Kidney tumors are diagnosed mainly by abdominal ultrasound and CT. Ultrasound findings showing solid masses in the kidneys should be examined by CT with contrast. This will verify renal cell carcinoma and also provide information about the function and morphology of the contralateral kidney. Abdominal CT will determine the extent of the primary tumor and can give information about extrarenal conditions such as vein invasion, enlarged lymph nodes, and the adrenal glands and liver. Chest CT is the most accurate examination to evaluate the condition of the lungs.
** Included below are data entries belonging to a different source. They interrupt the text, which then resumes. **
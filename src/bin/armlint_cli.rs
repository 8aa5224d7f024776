//! armlint CLI - Template contract checks
//!
//! Commands: validate, contract
//! Exit codes: 0 all checks passed, 2 validation failure, 1 load failure

use clap::{Parser, Subcommand, ValueEnum};
use std::path::{Path, PathBuf};
use std::process::ExitCode;
use tracing_subscriber::EnvFilter;

use armlint_core::{
    TemplateContract, ValidationReport, Validator, ViolationSeverity,
    DEFAULT_TEMPLATE_PATH,
};

#[derive(Parser)]
#[command(name = "armlint-cli", version)]
#[command(about = "armlint CLI - ARM template contract checker")]
struct Cli {
    #[command(subcommand)]
    command: Commands,

    /// Increase log verbosity (-v info, -vv debug, -vvv trace)
    #[arg(short, long, action = clap::ArgAction::Count, global = true)]
    verbose: u8,
}

#[derive(Subcommand)]
enum Commands {
    /// Run every check against a template
    Validate {
        /// Path to the ARM template
        #[arg(short, long, default_value = DEFAULT_TEMPLATE_PATH)]
        template: PathBuf,

        /// Contract file overriding the built-in expectations
        #[arg(short, long)]
        contract: Option<PathBuf>,

        /// Report format
        #[arg(short, long, value_enum, default_value_t = OutputFormat::Text)]
        format: OutputFormat,
    },

    /// Print the effective contract as JSON
    Contract {
        /// Contract file to load instead of the built-in one
        #[arg(short, long)]
        contract: Option<PathBuf>,
    },
}

#[derive(Clone, Copy, ValueEnum)]
enum OutputFormat {
    Text,
    Json,
}

fn init_logging(verbose: u8) {
    let level = match verbose {
        0 => "warn",
        1 => "info",
        2 => "debug",
        _ => "trace",
    };
    let filter = EnvFilter::try_from_default_env().unwrap_or_else(|_| EnvFilter::new(level));
    tracing_subscriber::fmt()
        .with_env_filter(filter)
        .with_writer(std::io::stderr)
        .init();
}

fn load_contract(path: Option<&Path>) -> Result<TemplateContract, ExitCode> {
    match path {
        None => Ok(TemplateContract::default()),
        Some(path) => TemplateContract::load(path).map_err(|e| {
            eprintln!("error: {}", e);
            ExitCode::FAILURE
        }),
    }
}

fn print_text(template: &Path, report: &ValidationReport) {
    println!("Validating {}", template.display());
    for check in &report.checks {
        let status = if check.passed { "PASS" } else { "FAIL" };
        println!("{} {}", status, check.name);
        for violation in &check.violations {
            let tag = match violation.severity {
                ViolationSeverity::Error => "error",
                ViolationSeverity::Warning => "warning",
            };
            println!("    {}: {}", tag, violation.message);
        }
    }
    println!(
        "{} passed, {} failed ({} checks)",
        report.passed,
        report.failed,
        report.checks.len()
    );
    if let Some(outcome) = &report.outcome_sha256 {
        println!("outcome sha256 {}", outcome);
    }
}

fn main() -> ExitCode {
    let cli = Cli::parse();
    init_logging(cli.verbose);

    match cli.command {
        Commands::Validate { template, contract, format } => {
            let contract = match load_contract(contract.as_deref()) {
                Ok(c) => c,
                Err(code) => return code,
            };

            let report = Validator::from_contract(&contract).validate_file(&template);

            match format {
                OutputFormat::Text => print_text(&template, &report),
                OutputFormat::Json => match serde_json::to_string_pretty(&report) {
                    Ok(json) => println!("{}", json),
                    Err(e) => {
                        eprintln!("error: {}", e);
                        return ExitCode::FAILURE;
                    }
                },
            }

            ExitCode::from(report.exit_code())
        }

        Commands::Contract { contract } => {
            let contract = match load_contract(contract.as_deref()) {
                Ok(c) => c,
                Err(code) => return code,
            };
            match serde_json::to_string_pretty(&contract) {
                Ok(json) => {
                    println!("{}", json);
                    ExitCode::SUCCESS
                }
                Err(e) => {
                    eprintln!("error: {}", e);
                    ExitCode::FAILURE
                }
            }
        }
    }
}
//! Validation System - Rule Registry and Fail-Slow Runner
//!
//! Rules produce structured violations.
//! The runner executes every rule and aggregates; it never stops early.

use serde::{Deserialize, Serialize};
use std::collections::BTreeMap;
use std::path::Path;

use crate::checks::{self, CheckFailure};
use crate::contract::{
    DependencyExpectation, OutputExpectations, ParameterExpectations, ResourceShapeExpectations,
    TemplateContract,
};
use crate::document::TemplateDocument;
use crate::hashing::compute_outcome_hash;

pub const LOAD_CHECK: &str = "load_document";

/// Process exit codes for a finished run.
pub const EXIT_PASSED: u8 = 0;
pub const EXIT_LOAD_FAILED: u8 = 1;
pub const EXIT_CHECKS_FAILED: u8 = 2;

#[derive(Debug, Clone, Copy, Serialize, Deserialize, PartialEq, Eq)]
#[serde(rename_all = "snake_case")]
pub enum ViolationSeverity {
    Error,
    Warning,
}

#[derive(Debug, Clone, Serialize, Deserialize, PartialEq, Eq)]
pub struct ValidationViolation {
    pub severity: ViolationSeverity,
    pub message: String,
    pub failure: CheckFailure,
}

impl ValidationViolation {
    fn new(severity: ViolationSeverity, failure: CheckFailure) -> Self {
        Self {
            severity,
            message: failure.to_string(),
            failure,
        }
    }
}

#[derive(Debug, Clone, Serialize, Deserialize, PartialEq, Eq)]
pub struct CheckResult {
    pub name: String,
    pub passed: bool,
    pub violations: Vec<ValidationViolation>,
}

#[derive(Debug, Clone, Serialize, Deserialize, PartialEq, Eq)]
pub struct ValidationReport {
    pub valid: bool,
    #[serde(default, skip_serializing_if = "Option::is_none")]
    pub document_sha256: Option<String>,
    /// Digest of `checks`, stable across runs on the same input.
    #[serde(default, skip_serializing_if = "Option::is_none")]
    pub outcome_sha256: Option<String>,
    pub passed: usize,
    pub failed: usize,
    pub checks: Vec<CheckResult>,
}

impl ValidationReport {
    fn from_checks(document_sha256: Option<String>, checks: Vec<CheckResult>) -> Self {
        let failed = checks.iter().filter(|c| !c.passed).count();
        Self {
            valid: failed == 0,
            document_sha256,
            outcome_sha256: compute_outcome_hash(&checks).ok(),
            passed: checks.len() - failed,
            failed,
            checks,
        }
    }

    /// Report for a run whose document never loaded.
    pub fn load_failure(reason: String) -> Self {
        let failure = CheckFailure::MalformedDocument { reason };
        Self::from_checks(
            None,
            vec![CheckResult {
                name: LOAD_CHECK.to_string(),
                passed: false,
                violations: vec![ValidationViolation::new(ViolationSeverity::Error, failure)],
            }],
        )
    }

    pub fn check(&self, name: &str) -> Option<&CheckResult> {
        self.checks.iter().find(|c| c.name == name)
    }

    pub fn failures(&self) -> impl Iterator<Item = &ValidationViolation> {
        self.checks
            .iter()
            .flat_map(|c| &c.violations)
            .filter(|v| v.severity == ViolationSeverity::Error)
    }

    pub fn warnings(&self) -> impl Iterator<Item = &ValidationViolation> {
        self.checks
            .iter()
            .flat_map(|c| &c.violations)
            .filter(|v| v.severity == ViolationSeverity::Warning)
    }

    pub fn exit_code(&self) -> u8 {
        if self.valid {
            EXIT_PASSED
        } else if self.check(LOAD_CHECK).is_some() {
            EXIT_LOAD_FAILED
        } else {
            EXIT_CHECKS_FAILED
        }
    }
}

/// Validation rule trait - produces violations
pub trait ValidationRule {
    fn name(&self) -> String;
    fn severity(&self) -> ViolationSeverity {
        ViolationSeverity::Error
    }
    fn validate(&self, doc: &TemplateDocument) -> Vec<CheckFailure>;
}

// --- Concrete Rules ---

pub struct StructureRule {
    pub required_keys: Vec<String>,
}

impl ValidationRule for StructureRule {
    fn name(&self) -> String { "json_structure".to_string() }

    fn validate(&self, doc: &TemplateDocument) -> Vec<CheckFailure> {
        checks::check_structure(doc, &self.required_keys)
    }
}

pub struct SchemaRule {
    pub host_prefix: String,
    pub filename_token: String,
}

impl ValidationRule for SchemaRule {
    fn name(&self) -> String { "schema_url".to_string() }

    fn validate(&self, doc: &TemplateDocument) -> Vec<CheckFailure> {
        checks::check_schema(doc, &self.host_prefix, &self.filename_token)
    }
}

pub struct ContentVersionRule;

impl ValidationRule for ContentVersionRule {
    fn name(&self) -> String { "content_version".to_string() }

    fn validate(&self, doc: &TemplateDocument) -> Vec<CheckFailure> {
        checks::check_version(doc)
    }
}

pub struct RequiredParametersRule {
    pub required: BTreeMap<String, String>,
}

impl ValidationRule for RequiredParametersRule {
    fn name(&self) -> String { "required_parameters".to_string() }

    fn validate(&self, doc: &TemplateDocument) -> Vec<CheckFailure> {
        checks::check_parameters(doc, &self.required)
    }
}

pub struct ParameterConstraintRule(pub ParameterExpectations);

impl ValidationRule for ParameterConstraintRule {
    fn name(&self) -> String { format!("parameter:{}", self.0.name) }

    fn validate(&self, doc: &TemplateDocument) -> Vec<CheckFailure> {
        checks::check_parameter_constraints(doc, &self.0.name, &self.0)
    }
}

pub struct ResourcesRule {
    pub expected_count: usize,
    pub expected_types: Vec<String>,
}

impl ValidationRule for ResourcesRule {
    fn name(&self) -> String { "resources_structure".to_string() }

    fn validate(&self, doc: &TemplateDocument) -> Vec<CheckFailure> {
        checks::check_resources(doc, self.expected_count, &self.expected_types)
    }
}

pub struct ResourceShapeRule(pub ResourceShapeExpectations);

impl ValidationRule for ResourceShapeRule {
    fn name(&self) -> String { format!("resource:{}", self.0.resource_type) }

    fn validate(&self, doc: &TemplateDocument) -> Vec<CheckFailure> {
        checks::check_resource_shape(doc, &self.0.resource_type, &self.0)
    }
}

pub struct DependencyRule(pub DependencyExpectation);

impl ValidationRule for DependencyRule {
    fn name(&self) -> String { format!("depends_on:{}", self.0.dependent_type) }

    fn validate(&self, doc: &TemplateDocument) -> Vec<CheckFailure> {
        checks::check_dependency(doc, &self.0.dependent_type, &self.0.depends_on_type)
    }
}

pub struct OutputRule(pub OutputExpectations);

impl ValidationRule for OutputRule {
    fn name(&self) -> String { format!("output:{}", self.0.name) }

    fn validate(&self, doc: &TemplateDocument) -> Vec<CheckFailure> {
        checks::check_output_expectations(doc, &self.0)
    }
}

/// Every declared parameter, whatever the contract names, must be used.
pub struct ParameterReferencesRule;

impl ValidationRule for ParameterReferencesRule {
    fn name(&self) -> String { "parameter_references".to_string() }

    fn validate(&self, doc: &TemplateDocument) -> Vec<CheckFailure> {
        doc.parameters()
            .into_iter()
            .flat_map(|params| params.keys())
            .flat_map(|name| checks::check_parameter_referenced(doc, name))
            .collect()
    }
}

pub struct HardcodedValuesRule {
    pub literals: Vec<String>,
}

impl ValidationRule for HardcodedValuesRule {
    fn name(&self) -> String { "no_hardcoded_values".to_string() }

    fn severity(&self) -> ViolationSeverity {
        ViolationSeverity::Warning
    }

    fn validate(&self, doc: &TemplateDocument) -> Vec<CheckFailure> {
        checks::check_hardcoded_values(doc, &self.literals)
    }
}

/// Validator holds the registry of rules, in the order they report
pub struct Validator {
    rules: Vec<Box<dyn ValidationRule>>,
}

impl Validator {
    pub fn from_contract(contract: &TemplateContract) -> Self {
        let mut rules: Vec<Box<dyn ValidationRule>> = vec![
            Box::new(StructureRule {
                required_keys: contract.required_keys.clone(),
            }),
            Box::new(SchemaRule {
                host_prefix: contract.schema.host_prefix.clone(),
                filename_token: contract.schema.filename_token.clone(),
            }),
            Box::new(ContentVersionRule),
            Box::new(RequiredParametersRule {
                required: contract.required_parameters.clone(),
            }),
        ];

        for expectations in &contract.parameter_constraints {
            rules.push(Box::new(ParameterConstraintRule(expectations.clone())));
        }

        rules.push(Box::new(ResourcesRule {
            expected_count: contract.resources.expected_count,
            expected_types: contract.resources.expected_types.clone(),
        }));

        for shape in &contract.resource_shapes {
            rules.push(Box::new(ResourceShapeRule(shape.clone())));
        }
        for dependency in &contract.dependencies {
            rules.push(Box::new(DependencyRule(dependency.clone())));
        }
        for output in &contract.outputs {
            rules.push(Box::new(OutputRule(output.clone())));
        }

        rules.push(Box::new(ParameterReferencesRule));
        rules.push(Box::new(HardcodedValuesRule {
            literals: contract.advisory_literals.clone(),
        }));

        Self { rules }
    }

    pub fn rule_names(&self) -> Vec<String> {
        self.rules.iter().map(|r| r.name()).collect()
    }

    pub fn validate(&self, doc: &TemplateDocument) -> ValidationReport {
        let mut results = Vec::with_capacity(self.rules.len());

        for rule in &self.rules {
            let severity = rule.severity();
            let violations: Vec<_> = rule
                .validate(doc)
                .into_iter()
                .map(|failure| ValidationViolation::new(severity, failure))
                .collect();
            // Warnings are reported but do not fail the check.
            let passed = violations.iter().all(|v| v.severity != ViolationSeverity::Error);

            tracing::debug!(check = %rule.name(), passed, violations = violations.len(), "check evaluated");
            results.push(CheckResult {
                name: rule.name(),
                passed,
                violations,
            });
        }

        let report = ValidationReport::from_checks(Some(doc.sha256().to_string()), results);
        tracing::info!(
            valid = report.valid,
            passed = report.passed,
            failed = report.failed,
            "validation finished"
        );
        report
    }

    /// Load then validate. A load failure is the run's only reported failure.
    pub fn validate_file(&self, path: &Path) -> ValidationReport {
        match TemplateDocument::load(path) {
            Ok(doc) => self.validate(&doc),
            Err(e) => {
                tracing::error!(path = %path.display(), error = %e, "template could not be loaded");
                ValidationReport::load_failure(e.to_string())
            }
        }
    }
}

impl Default for Validator {
    fn default() -> Self {
        Self::from_contract(&TemplateContract::default())
    }
}
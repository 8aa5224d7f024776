//! Contract Tests Against the Shipped Template
//!
//! These tests pin the behaviour of the full check battery.

use std::path::PathBuf;
use std::process::Command;

use armlint_core::{
    checks::{self, CheckFailure},
    contract::{FieldValue, ParameterExpectations, ResourceShapeExpectations, ACCOUNT_TYPE, DEPLOYMENT_TYPE},
    validation::{EXIT_CHECKS_FAILED, EXIT_LOAD_FAILED, EXIT_PASSED, LOAD_CHECK},
    TemplateContract, TemplateDocument, Validator,
};
use serde_json::{json, Value};

fn template_path() -> PathBuf {
    PathBuf::from(env!("CARGO_MANIFEST_DIR")).join(armlint_core::DEFAULT_TEMPLATE_PATH)
}

fn shipped_template() -> Value {
    let content = std::fs::read_to_string(template_path()).unwrap();
    serde_json::from_str(&content).unwrap()
}

fn failures_of(report: &armlint_core::ValidationReport, check: &str) -> Vec<CheckFailure> {
    report
        .check(check)
        .unwrap_or_else(|| panic!("no check named {}", check))
        .violations
        .iter()
        .map(|v| v.failure.clone())
        .collect()
}

#[test]
fn shipped_template_passes_every_check() {
    let report = Validator::default().validate_file(&template_path());

    let failing: Vec<_> = report.failures().map(|v| v.message.clone()).collect();
    assert!(report.valid, "unexpected failures: {:?}", failing);
    assert_eq!(report.failed, 0);
    assert_eq!(report.warnings().count(), 0);
    assert!(report.document_sha256.is_some());
}

#[test]
fn missing_top_level_key_reported_once() {
    let mut template = shipped_template();
    template.as_object_mut().unwrap().remove("contentVersion");

    let report = Validator::default().validate(&TemplateDocument::from_value(template));

    let missing: Vec<_> = report
        .failures()
        .filter(|v| matches!(v.failure, CheckFailure::MissingField { .. }))
        .collect();
    assert_eq!(missing.len(), 1);
    assert_eq!(
        missing[0].failure,
        CheckFailure::MissingField { key: "contentVersion".to_string() }
    );

    // Checks that do not need contentVersion still run and pass.
    for name in ["schema_url", "required_parameters", "resources_structure", "output:endpoint"] {
        assert!(report.check(name).unwrap().passed, "{} should pass", name);
    }
    assert!(!report.check("content_version").unwrap().passed);
}

#[test]
fn content_version_needs_four_parts() {
    let mut template = shipped_template();
    template["contentVersion"] = json!("1.0.0");
    let doc = TemplateDocument::from_value(template.clone());
    assert_eq!(
        checks::check_version(&doc),
        vec![CheckFailure::InvalidVersionFormat { actual: "1.0.0".to_string() }]
    );

    template["contentVersion"] = json!("1.0.0.0");
    assert!(checks::check_version(&TemplateDocument::from_value(template)).is_empty());
}

#[test]
fn location_must_allow_westeurope() {
    let mut template = shipped_template();
    template["parameters"]["location"]["allowedValues"] =
        json!(["swedencentral", "germanywestcentral", "northeurope"]);

    let report = Validator::default().validate(&TemplateDocument::from_value(template));

    let failures = failures_of(&report, "parameter:location");
    assert_eq!(failures.len(), 1);
    assert!(failures[0].to_string().contains("westeurope"));
    assert!(!report.valid);
}

#[test]
fn account_name_constraints() {
    let mut template = shipped_template();
    let account = &mut template["parameters"]["accountName"];
    account["minLength"] = json!(1);
    account["defaultValue"] = json!("ab");
    account.as_object_mut().unwrap().remove("metadata");

    let report = Validator::default().validate(&TemplateDocument::from_value(template));

    let rules: Vec<_> = failures_of(&report, "parameter:accountName")
        .into_iter()
        .map(|f| match f {
            CheckFailure::ConstraintViolation { rule, .. } => rule,
            other => panic!("unexpected failure {:?}", other),
        })
        .collect();
    assert_eq!(
        rules,
        vec![
            "minLength must be 3".to_string(),
            "defaultValue must be at least 3 characters".to_string(),
            "metadata required".to_string(),
        ]
    );
}

#[test]
fn shape_check_uses_first_matching_resource() {
    let mut template = shipped_template();
    let mut broken = template["resources"][1].clone();
    broken["sku"] = json!({"name": "Basic", "capacity": "lots"});
    broken["properties"]["model"]["name"] = json!("gpt-4o");
    template["resources"].as_array_mut().unwrap().push(broken);

    let doc = TemplateDocument::from_value(template);
    let contract = TemplateContract::default();
    let shape = contract
        .resource_shapes
        .iter()
        .find(|s| s.resource_type == DEPLOYMENT_TYPE)
        .unwrap();

    assert!(checks::check_resource_shape(&doc, DEPLOYMENT_TYPE, shape).is_empty());

    // The extra resource only trips the count check.
    let report = Validator::from_contract(&contract).validate(&doc);
    assert_eq!(
        failures_of(&report, "resources_structure"),
        vec![CheckFailure::ResourceCountMismatch { expected: 2, actual: 3 }]
    );
}

#[test]
fn hardcoded_field_fails_reference_check() {
    let mut template = shipped_template();
    template["resources"][0]["location"] = json!("swedencentral");

    let report = Validator::default().validate(&TemplateDocument::from_value(template));

    let failures = failures_of(&report, "resource:Microsoft.CognitiveServices/accounts");
    assert_eq!(failures.len(), 1);
    assert!(matches!(
        &failures[0],
        CheckFailure::ShapeMismatch { field, .. } if field == "location"
    ));
}

#[test]
fn old_api_version_rejected() {
    let mut template = shipped_template();
    template["resources"][0]["apiVersion"] = json!("2023-05-01");

    let report = Validator::default().validate(&TemplateDocument::from_value(template));

    let failures = failures_of(&report, "resource:Microsoft.CognitiveServices/accounts");
    assert_eq!(failures.len(), 1);
    assert!(failures[0].to_string().contains("2023-05-01"));
}

#[test]
fn missing_resource_reported_by_shape_check_only() {
    let mut template = shipped_template();
    template["resources"].as_array_mut().unwrap().remove(1);

    let report = Validator::default().validate(&TemplateDocument::from_value(template));

    assert_eq!(
        failures_of(&report, "resource:Microsoft.CognitiveServices/accounts/deployments"),
        vec![CheckFailure::ResourceNotFound { resource_type: DEPLOYMENT_TYPE.to_string() }]
    );
    assert!(report.check("resource:Microsoft.CognitiveServices/accounts").unwrap().passed);
}

#[test]
fn deployment_must_depend_on_account() {
    let mut template = shipped_template();
    template["resources"][1].as_object_mut().unwrap().remove("dependsOn");

    let report = Validator::default().validate(&TemplateDocument::from_value(template));

    assert!(matches!(
        failures_of(&report, "depends_on:Microsoft.CognitiveServices/accounts/deployments").as_slice(),
        [CheckFailure::MissingDependency { .. }]
    ));
}

#[test]
fn endpoint_output_value() {
    let substrings = vec!["reference(".to_string(), "endpoint".to_string()];
    let with_value = |value: &str| {
        let mut template = shipped_template();
        template["outputs"]["endpoint"]["value"] = json!(value);
        TemplateDocument::from_value(template)
    };

    let referenced = with_value("[reference(parameters('accountName')).endpoint]");
    assert!(checks::check_outputs(&referenced, "endpoint", "string", &substrings).is_empty());

    let literal = with_value("static-url");
    assert_eq!(
        checks::check_outputs(&literal, "endpoint", "string", &substrings).len(),
        2
    );
}

#[test]
fn unreferenced_parameter_reported() {
    let mut template = shipped_template();
    template["parameters"]["unused"] = json!({"type": "string", "defaultValue": "x"});

    let report = Validator::default().validate(&TemplateDocument::from_value(template));

    assert_eq!(
        failures_of(&report, "parameter_references"),
        vec![CheckFailure::UnreferencedParameter { name: "unused".to_string() }]
    );
}

#[test]
fn hardcoded_region_is_only_a_warning() {
    let mut template = shipped_template();
    template["resources"][0]["tags"] = json!({"region": "westeurope"});

    let report = Validator::default().validate(&TemplateDocument::from_value(template));

    assert!(report.valid);
    assert_eq!(report.warnings().count(), 1);
    assert!(report.check("no_hardcoded_values").unwrap().passed);
}

#[test]
fn custom_contract_changes_expectations() {
    let mut contract = TemplateContract::default();
    contract.parameter_constraints.push(ParameterExpectations {
        name: "modelVersion".to_string(),
        default_value: Some(json!("2024-05-13")),
        ..Default::default()
    });
    contract.resource_shapes.push(ResourceShapeExpectations {
        resource_type: "Microsoft.Storage/storageAccounts".to_string(),
        ..Default::default()
    });

    let report = Validator::from_contract(&contract).validate_file(&template_path());

    assert!(!report.valid);
    assert_eq!(report.failed, 2);
    assert!(!report.check("parameter:modelVersion").unwrap().passed);
    assert!(!report.check("resource:Microsoft.Storage/storageAccounts").unwrap().passed);
}

#[test]
fn repeated_runs_are_identical() {
    let validator = Validator::default();
    let first = validator.validate_file(&template_path());
    let second = validator.validate_file(&template_path());

    assert_eq!(first, second);
    assert!(first.outcome_sha256.is_some());
    assert_eq!(first.outcome_sha256, second.outcome_sha256);
}

#[test]
fn malformed_files_abort_with_single_failure() {
    let dir = tempfile::tempdir().unwrap();
    let validator = Validator::default();

    let cases: [(&str, &[u8]); 3] = [
        ("truncated.json", b"{\"parameters\": {"),
        ("latin1.json", b"{\"name\": \"caf\xe9\"}"),
        ("empty.json", b""),
    ];

    for (name, bytes) in cases {
        let path = dir.path().join(name);
        std::fs::write(&path, bytes).unwrap();

        let report = validator.validate_file(&path);
        assert!(!report.valid, "{} should fail", name);
        assert_eq!(report.checks.len(), 1);
        assert_eq!(report.checks[0].name, LOAD_CHECK);
        assert!(matches!(
            report.checks[0].violations[0].failure,
            CheckFailure::MalformedDocument { .. }
        ));
    }

    let missing = validator.validate_file(&dir.path().join("absent.json"));
    assert_eq!(missing.checks[0].name, LOAD_CHECK);
}

#[test]
fn contract_file_round_trip() {
    let dir = tempfile::tempdir().unwrap();
    let path = dir.path().join("contract.json");
    std::fs::write(&path, r#"{"resources": {"expectedCount": 3, "expectedTypes": []}}"#).unwrap();

    let contract = TemplateContract::load(&path).unwrap();
    assert_eq!(contract.resources.expected_count, 3);

    let report = Validator::from_contract(&contract).validate_file(&template_path());
    assert_eq!(
        failures_of(&report, "resources_structure"),
        vec![CheckFailure::ResourceCountMismatch { expected: 3, actual: 2 }]
    );
}

#[test]
fn malformed_parameter_entry_does_not_hide_the_others() {
    let mut template = shipped_template();
    template["parameters"]["junk"] = json!("not-an-object");

    let report = Validator::default().validate(&TemplateDocument::from_value(template));

    assert!(report.check("required_parameters").unwrap().passed);
    assert_eq!(
        failures_of(&report, "parameter_references"),
        vec![CheckFailure::UnreferencedParameter { name: "junk".to_string() }]
    );
}

#[test]
fn malformed_resource_entry_still_counted() {
    let mut template = shipped_template();
    template["resources"].as_array_mut().unwrap().push(json!(42));

    let report = Validator::default().validate(&TemplateDocument::from_value(template));

    assert_eq!(
        failures_of(&report, "resources_structure"),
        vec![CheckFailure::ResourceCountMismatch { expected: 2, actual: 3 }]
    );
    assert!(report.check("resource:Microsoft.CognitiveServices/accounts").unwrap().passed);
    assert!(report.check("resource:Microsoft.CognitiveServices/accounts/deployments").unwrap().passed);
}

#[test]
fn contract_field_paths_outside_typed_fields() {
    let mut template = shipped_template();
    template["resources"][0]["identity"] = json!({"type": "SystemAssigned"});

    let mut contract = TemplateContract::default();
    let account = contract
        .resource_shapes
        .iter_mut()
        .find(|s| s.resource_type == ACCOUNT_TYPE)
        .unwrap();
    account.field_values.push(FieldValue {
        path: "identity.type".to_string(),
        value: json!("SystemAssigned"),
    });

    let report = Validator::from_contract(&contract).validate(&TemplateDocument::from_value(template));
    assert!(report.valid, "{:?}", report.failures().collect::<Vec<_>>());
}

fn run_cli(template: &std::path::Path) -> i32 {
    Command::new(env!("CARGO_BIN_EXE_armlint-cli"))
        .arg("validate")
        .arg("--template")
        .arg(template)
        .output()
        .unwrap()
        .status
        .code()
        .unwrap()
}

#[test]
fn cli_exit_codes() {
    let dir = tempfile::tempdir().unwrap();

    assert_eq!(run_cli(&template_path()), i32::from(EXIT_PASSED));

    let mut template = shipped_template();
    template["contentVersion"] = json!("1.0.0");
    let mutated = dir.path().join("mutated.json");
    std::fs::write(&mutated, template.to_string()).unwrap();
    assert_eq!(run_cli(&mutated), i32::from(EXIT_CHECKS_FAILED));

    let truncated = dir.path().join("truncated.json");
    std::fs::write(&truncated, "{\"parameters\": {").unwrap();
    assert_eq!(run_cli(&truncated), i32::from(EXIT_LOAD_FAILED));
}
If this is not performed, a routine X-ray must be carried out to evaluate possible metastases.

MRI

MRI is reserved primarily for patients with locally advanced disease, possible vein involvement, renal insufficiency, or allergy to intravenous contrast agent. MRI is used to evaluate inferior caval vein tumor thrombosis, as well as unclassified renal masses.  

Physical examination

The physical examination has a limited role in diagnosing renal cell carcinoma. The examination may be useful for identifying palpable masses, palpable cervical lymphadenopathy, bilateral edema in the legs, and recent varicocele in men. Such findings indicate the need for further investigation.

Laboratory testing

The most common parameters measured are Hb, ESR, alkaline phosphatase, serum calcium, creatinine, and urea.

Kidney function

Collective kidney function and percent of kidney function is determined by renography with GFR. Urography alone is not a reliable measurement of function of the contralateral kidney. 

Biopsy

The kidneys are easily accessible for percutaneous biopsies. Radiologically-guided or ultrasound-guided biopsy is very exact and provides information about possible malignancy. In 10-20% of cases, biopsies are inconclusive.

Other examinations

Due to clinical findings, laboratory tests, and/or symptoms, other diagnostic procedures may be necessary. Bone scan, CT, or MRI of the brain may be necessary. Renal arteriography, venography, or fine needle aspiration play a limited role in clinical evaluation of patients with renal cell carcinoma, but should be considered in some cases.